To tackle the dual challenges, chemists at University College London, the University of Cambridge, and drug company AstraZeneca screened thousands of molecules from the pharma giant’s chemical library in search of one that might stimulate an enzyme called P13K.
The enzyme controls cell growth and is key in healing wounds.
After winnowing the initial data dump, the group found a molecule it called “1938” to try.
In an independent preclinical test, physicians found that administering 1938 within 15 minutes after blood flow resumes after a heart attack prevented a significant amount of heart tissue from dying.
In a lab dish, nerve cells grew faster and reproduced more when 1938 was added.
In a test on rats with sciatic nerve damage, injecting 1938 directly into the affected nerve regenerated much of the nerve and led to greater recovery than in rats left untreated.
The scientists now are testing 1938 as a therapy for peripheral nerve damage, such as the kind involved in serious hand and arm injuries, as well as for damage to the central nervous system, such as from strokes, spinal cord injury, or Parkinson’s Disease and other degenerative conditions.

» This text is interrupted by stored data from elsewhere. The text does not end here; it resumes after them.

/// An 8-bit sRGB color.
#[derive(Debug, Copy, Clone, PartialEq, Eq, Hash)]
pub struct Color {
    pub r: u8,
    pub g: u8,
    pub b: u8,
}

impl Color {
    pub const fn new(r: u8, g: u8, b: u8) -> Self {
        Self { r, g, b }
    }

    /// `0xRRGGBB`.
    pub const fn hex(rgb: u32) -> Self {
        Self {
            r: ((rgb >> 16) & 0xFF) as u8,
            g: ((rgb >> 8) & 0xFF) as u8,
            b: (rgb & 0xFF) as u8,
        }
    }

    /// Components in `[0, 1]`, still sRGB encoded.
    pub fn to_srgb_f32(self) -> [f32; 3] {
        [
            f32::from(self.r) / 255.0,
            f32::from(self.g) / 255.0,
            f32::from(self.b) / 255.0,
        ]
    }

    /// Linear-light components for shading into an sRGB target.
    pub fn to_linear_f32(self) -> [f32; 3] {
        self.to_srgb_f32().map(srgb_to_linear)
    }

    pub fn to_linear_rgba(self, alpha: f32) -> [f32; 4] {
        let [r, g, b] = self.to_linear_f32();
        [r, g, b, alpha]
    }

    pub fn scaled_linear(self, factor: f32) -> [f32; 3] {
        self.to_linear_f32().map(|c| c * factor)
    }

    pub fn to_css(self) -> String {
        format!("#{:02X}{:02X}{:02X}", self.r, self.g, self.b)
    }
}

fn srgb_to_linear(c: f32) -> f32 {
    if c <= 0.04045 {
        c / 12.92
    } else {
        ((c + 0.055) / 1.055).powf(2.4)
    }
}

pub const INCIDENT: Color = Color::hex(0xFF2B2B);
/// Hovered or selected markers, and ribbons touching them.
pub const INCIDENT_HOVER: Color = Color::hex(0xFF5757);
pub const CONNECTION: Color = INCIDENT;
pub const CONNECTION_RELATED: Color = INCIDENT_HOVER;
pub const ATMOSPHERE: Color = Color::hex(0x0FC6FF);
pub const GLOBE_BASE: Color = Color::hex(0x03060A);
pub const FOG: Color = Color::hex(0x010305);
pub const AMBIENT_LIGHT: Color = Color::hex(0x0D1F2F);
pub const KEY_LIGHT: Color = Color::hex(0x7FE8FF);
pub const MINIMAP_CALM: Color = KEY_LIGHT;

/// Severity above which minimap dots use the incident color.
pub const MINIMAP_ALERT_SEVERITY: u8 = 3;

pub fn minimap_dot_color(severity: u8) -> Color {
    if severity > MINIMAP_ALERT_SEVERITY {
        INCIDENT
    } else {
        MINIMAP_CALM
    }
}

#[cfg(test)]
mod tests {
    use super::{minimap_dot_color, Color, INCIDENT, MINIMAP_CALM};

    #[test]
    fn hex_unpacks_channels() {
        assert_eq!(Color::hex(0xFF2B2B), Color::new(255, 43, 43));
        assert_eq!(Color::hex(0x0FC6FF).to_css(), "#0FC6FF");
    }

    #[test]
    fn linear_conversion_keeps_endpoints() {
        assert_eq!(Color::new(0, 0, 0).to_linear_f32(), [0.0, 0.0, 0.0]);
        let white = Color::new(255, 255, 255).to_linear_f32();
        for c in white {
            assert!((c - 1.0).abs() < 1e-6);
        }
        let mid = Color::new(128, 128, 128).to_linear_f32()[0];
        assert!(mid > 0.2 && mid < 0.23);
    }

    #[test]
    fn minimap_dots_flag_high_severity() {
        assert_eq!(minimap_dot_color(5), INCIDENT);
        assert_eq!(minimap_dot_color(4), INCIDENT);
        assert_eq!(minimap_dot_color(3), MINIMAP_CALM);
        assert_eq!(minimap_dot_color(1), MINIMAP_CALM);
    }
}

TRENDPOST: The combination of machine learning and artificial intelligence is steadily working its way through the world’s chemical libraries, testing for molecules that can treat illnesses, make new materials, and reveal other innovations waiting to be discovered.
The speed of creation and discovery in chemistry and materials science will dazzle both researchers and consumers in the immediate future and beyond.